La Meloni parla di “soliti noti” che sono al lavoro per una nuova maggioranza guidata dal Monti o dal Draghi di turno. Il fronte è molto composito. In Italia comprende il Pd di Elly Schlein e i giornali allineati, che ogni giorno martellano sull’“ossessione da complotto”, sull’allarme per gli interessi dei titoli di Stato, sul rischio di una procedura europea sui nostri conti pubblici, sull’affidabilità finanziaria del Paese che sarebbe in costante calo. In Europa, da cui arrivano i maggiori elementi di tensione, sono coinvolti soprattutto i socialisti con la regìa, molto discreta, del commissario Paolo Gentiloni. La campagna elettorale per le elezioni europee della prossima primavera è già in atto: da questo punto di vista è emblematica la scelta della Germania di finanziare le Ong che raccolgono i migranti nel Mediterraneo per consegnarli all’Italia. È la mossa di un governo a trazione socialista per tenersi buono l’elettorato più attento ai diritti dei migranti senza tuttavia avere conseguenze sul proprio territorio.
Le preoccupazioni sono forti, ma fondate soltanto in parte. Il paragone con il governo Berlusconi del 2011 è del tutto fuorviante: oggi lo spread, a parte una punta di brevissima durata, non supera i 200 punti mentre 12 anni fa viaggiava sopra i 500. L’anno scorso, dopo il voto anticipato, si è toccata quota 250. Eppure, “in quei giorni certi titoli non li ho visti”, come ha ricordato la Meloni. Infatti si andava verso una legge di bilancio predisposta da Draghi: era la sua ombra a proteggere – solo apparentemente – i conti italiani.
La pressione che viene dai media e dall’Ue è tesa a convincere che il problema sia la maggioranza meloniana, incapace di una politica economica e di bilancio adeguata al momento, mentre le responsabilità sono quantomeno condivise.
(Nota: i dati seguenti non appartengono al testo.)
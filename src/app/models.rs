//! Data models for OCAT observations
//!
//! This module contains the core data structures for representing one
//! catalog observation after type coercion: the typed cell values, their
//! physical units, and the row itself with its field accessors and
//! browser-open conveniences.

use crate::constants::{CHASER_URL, TARGET_PARAM_URL};
use serde::{Deserialize, Serialize};
use std::collections::HashMap;
use std::fmt;

// =============================================================================
// Units
// =============================================================================

/// Physical unit attached to a coerced column
///
/// The unit labels follow the catalog's own conventions (`s**-1` for count
/// rates, `ks` for exposure times).
#[derive(Debug, Clone, Copy, PartialEq, Eq, Serialize, Deserialize)]
pub enum Unit {
    /// Kiloseconds (exposure times)
    #[serde(rename = "ks")]
    Kilosecond,
    /// Seconds (frame times)
    #[serde(rename = "s")]
    Second,
    /// Counts per second
    #[serde(rename = "s**-1")]
    PerSecond,
    /// Kilo-electronvolts (event filter bounds)
    #[serde(rename = "keV")]
    Kiloelectronvolt,
    /// Degrees (roll angles)
    #[serde(rename = "degree")]
    Degree,
    /// Arcminutes (pointing offsets)
    #[serde(rename = "arcmin")]
    Arcminute,
    /// Millimeters (SIM translation)
    #[serde(rename = "mm")]
    Millimeter,
}

impl Unit {
    /// The catalog's label for this unit
    pub fn as_str(&self) -> &'static str {
        match self {
            Unit::Kilosecond => "ks",
            Unit::Second => "s",
            Unit::PerSecond => "s**-1",
            Unit::Kiloelectronvolt => "keV",
            Unit::Degree => "degree",
            Unit::Arcminute => "arcmin",
            Unit::Millimeter => "mm",
        }
    }
}

impl fmt::Display for Unit {
    fn fmt(&self, f: &mut fmt::Formatter<'_>) -> fmt::Result {
        f.write_str(self.as_str())
    }
}

// =============================================================================
// Field Values
// =============================================================================

/// A single coerced cell value
#[derive(Debug, Clone, PartialEq, Serialize, Deserialize)]
#[serde(untagged)]
pub enum FieldValue {
    /// 64-bit unsigned integer (declared count/cycle columns)
    UInt(u64),
    /// 64-bit float (declared numeric columns)
    Float(f64),
    /// Raw text (undeclared columns and declared flag columns)
    Text(String),
    /// Absent value (blank cell or the service's `None`/`NULL` marker)
    Null,
}

impl FieldValue {
    /// The float value, if this field holds one
    pub fn as_f64(&self) -> Option<f64> {
        match self {
            FieldValue::Float(v) => Some(*v),
            FieldValue::UInt(v) => Some(*v as f64),
            _ => None,
        }
    }

    /// The unsigned integer value, if this field holds one
    pub fn as_u64(&self) -> Option<u64> {
        match self {
            FieldValue::UInt(v) => Some(*v),
            _ => None,
        }
    }

    /// The text value, if this field holds one
    pub fn as_str(&self) -> Option<&str> {
        match self {
            FieldValue::Text(v) => Some(v),
            _ => None,
        }
    }

    /// True if the cell was absent in the service response
    pub fn is_null(&self) -> bool {
        matches!(self, FieldValue::Null)
    }
}

impl fmt::Display for FieldValue {
    fn fmt(&self, f: &mut fmt::Formatter<'_>) -> fmt::Result {
        match self {
            FieldValue::Float(v) => write!(f, "{}", v),
            FieldValue::UInt(v) => write!(f, "{}", v),
            FieldValue::Text(v) => f.write_str(v),
            FieldValue::Null => f.write_str("None"),
        }
    }
}

/// A coerced cell together with its declared unit, if any
#[derive(Debug, Clone, PartialEq, Serialize, Deserialize)]
pub struct Field {
    /// The coerced value
    pub value: FieldValue,

    /// Physical unit declared for the column, if any
    #[serde(skip_serializing_if = "Option::is_none")]
    pub unit: Option<Unit>,
}

impl Field {
    /// Create a field with no unit
    pub fn plain(value: FieldValue) -> Self {
        Self { value, unit: None }
    }

    /// Create a field tagged with a unit
    pub fn with_unit(value: FieldValue, unit: Unit) -> Self {
        Self {
            value,
            unit: Some(unit),
        }
    }

    /// Create a null field (absent cell)
    pub fn null() -> Self {
        Self {
            value: FieldValue::Null,
            unit: None,
        }
    }
}

impl fmt::Display for Field {
    fn fmt(&self, f: &mut fmt::Formatter<'_>) -> fmt::Result {
        match self.unit {
            Some(unit) => write!(f, "{} {}", self.value, unit),
            None => write!(f, "{}", self.value),
        }
    }
}

// =============================================================================
// Catalog Row
// =============================================================================

/// One observation's full field set after type coercion
///
/// Field names follow the service's uppercase column naming convention;
/// accessors uppercase their argument so `row.field("exp_time")` and
/// `row.field("EXP_TIME")` resolve identically. The `OBSID` identifier is
/// always present and string-typed.
#[derive(Debug, Clone, PartialEq, Serialize, Deserialize)]
pub struct CatalogRow {
    /// The observation identifier (contents of the `OBSID` column)
    obsid: String,

    /// Column names in service order
    columns: Vec<String>,

    /// Coerced cells keyed by uppercase column name
    fields: HashMap<String, Field>,
}

impl CatalogRow {
    /// Assemble a row from parsed cells
    ///
    /// `columns` carries the service's column order; `fields` must be keyed
    /// by the same (uppercase) names.
    pub fn new(obsid: String, columns: Vec<String>, fields: HashMap<String, Field>) -> Self {
        Self {
            obsid,
            columns,
            fields,
        }
    }

    /// The observation identifier
    pub fn obsid(&self) -> &str {
        &self.obsid
    }

    /// Look up a field by name, case-insensitively
    pub fn field(&self, name: &str) -> Option<&Field> {
        self.fields.get(&name.to_uppercase())
    }

    /// Look up a field by name, falling back to a default when absent
    pub fn field_or<'a>(&'a self, name: &str, default: &'a Field) -> &'a Field {
        self.field(name).unwrap_or(default)
    }

    /// True if the row carries a field with this name
    pub fn has_field(&self, name: &str) -> bool {
        self.fields.contains_key(&name.to_uppercase())
    }

    /// Field names in service column order
    pub fn field_names(&self) -> impl Iterator<Item = &str> {
        self.columns.iter().map(|c| c.as_str())
    }

    /// Number of fields in the row
    pub fn field_count(&self) -> usize {
        self.columns.len()
    }

    /// ChaSeR viewer URL for this observation
    pub fn chaser_url(&self) -> String {
        format!("{}?menuItem=details&obsid={}", CHASER_URL, self.obsid)
    }

    /// Mission-planning target parameter URL for this observation
    pub fn target_param_url(&self) -> String {
        format!("{}?{}", TARGET_PARAM_URL, self.obsid)
    }

    /// Open the ChaSeR details page in the default browser
    pub fn open_chaser(&self) -> std::io::Result<()> {
        webbrowser::open(&self.chaser_url())
    }

    /// Open the target parameter page in the default browser
    pub fn open_target_page(&self) -> std::io::Result<()> {
        webbrowser::open(&self.target_param_url())
    }
}

impl fmt::Display for CatalogRow {
    fn fmt(&self, f: &mut fmt::Formatter<'_>) -> fmt::Result {
        match self.field("TARGET_NAME") {
            Some(target) if !target.value.is_null() => {
                write!(f, "ObsID {}: {}", self.obsid, target.value)
            }
            _ => write!(f, "ObsID {}", self.obsid),
        }
    }
}

#[cfg(test)]
mod tests {
    use super::*;
    use crate::constants::OBSID_COLUMN;

    fn sample_row() -> CatalogRow {
        let columns = vec![
            OBSID_COLUMN.to_string(),
            "TARGET_NAME".to_string(),
            "EXP_TIME".to_string(),
        ];
        let mut fields = HashMap::new();
        fields.insert(
            OBSID_COLUMN.to_string(),
            Field::plain(FieldValue::Text("1234".to_string())),
        );
        fields.insert(
            "TARGET_NAME".to_string(),
            Field::plain(FieldValue::Text("NGC 1275".to_string())),
        );
        fields.insert(
            "EXP_TIME".to_string(),
            Field::with_unit(FieldValue::Float(24.5), Unit::Kilosecond),
        );
        CatalogRow::new("1234".to_string(), columns, fields)
    }

    #[test]
    fn test_field_access_is_case_insensitive() {
        let row = sample_row();
        assert_eq!(row.field("exp_time"), row.field("EXP_TIME"));
        assert!(row.field("exp_time").is_some());
        assert!(row.field("no_such_column").is_none());
    }

    #[test]
    fn test_field_carries_declared_unit() {
        let row = sample_row();
        let field = row.field("EXP_TIME").unwrap();
        assert_eq!(field.value, FieldValue::Float(24.5));
        assert_eq!(field.unit, Some(Unit::Kilosecond));
        assert_eq!(field.to_string(), "24.5 ks");
    }

    #[test]
    fn test_field_or_falls_back() {
        let row = sample_row();
        let default = Field::null();
        assert!(row.field_or("vmag", &default).value.is_null());
        assert_eq!(
            row.field_or("exp_time", &default).value,
            FieldValue::Float(24.5)
        );
    }

    #[test]
    fn test_field_names_preserve_column_order() {
        let row = sample_row();
        let names: Vec<&str> = row.field_names().collect();
        assert_eq!(names, vec![OBSID_COLUMN, "TARGET_NAME", "EXP_TIME"]);
    }

    #[test]
    fn test_chaser_url_embeds_obsid() {
        let row = sample_row();
        assert_eq!(
            row.chaser_url(),
            "https://cda.harvard.edu/chaser/startViewer.do?menuItem=details&obsid=1234"
        );
        assert_eq!(
            row.target_param_url(),
            "https://icxc.harvard.edu/cgi-bin/mp/target_param.cgi?1234"
        );
    }

    #[test]
    fn test_display_includes_target_name() {
        let row = sample_row();
        assert_eq!(row.to_string(), "ObsID 1234: NGC 1275");
    }
}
La Bce ha un peso enorme in questa situazione: i tassi d’interesse vengono tenuti elevati per tutti i Paesi e sono in salita in tutto il mondo, ma pare che il problema sia solo l’Italia. All’origine c’è un’inflazione prodotta dai costi delle materie prime, in particolare dell’energia e delle materie prime (importate) necessarie per la transizione energetica, ma la Bce ha una sola strategia per fronteggiare l’emergenza prezzi: tenere artificialmente alti i tassi senza un’azione anticiclica di bilancio adeguata.
La Meloni e il suo governo devono poi scontare gli effetti delle scelte operate da Draghi. “Se non ci fosse stato un tizio che voleva andare al Quirinale e per questo ha sbloccato e rilanciato il bonus edilizio, l’Italia starebbe molto meglio”, ha detto ieri mattina l’ex ministro Giulio Tremonti, oggi deputato di Fratelli d’Italia. Il nervosismo della Meloni sfociato nell’ammissione dell’“eurocomplotto” è dovuto al fatto che la premier si trova davanti a un bivio. O risponde all’elettorato che le ha dato i voti per andare a Palazzo Chigi, oppure presta fede alle sirene dei palazzi che le consigliano di scaricare la forza politica più antieuropea – la Lega – e farsi garante di una maggioranza “Ursula 2” con Calenda, Renzi e la frangia Pd più moderata. Che questa “draghizzazione” possa concretizzarsi è tutto da vedere. Ma è la prospettiva verso la quale Bruxelles e alcuni “consiglieri” da sempre nei palazzi spingono la premier per allentare le tensioni sulla manovra.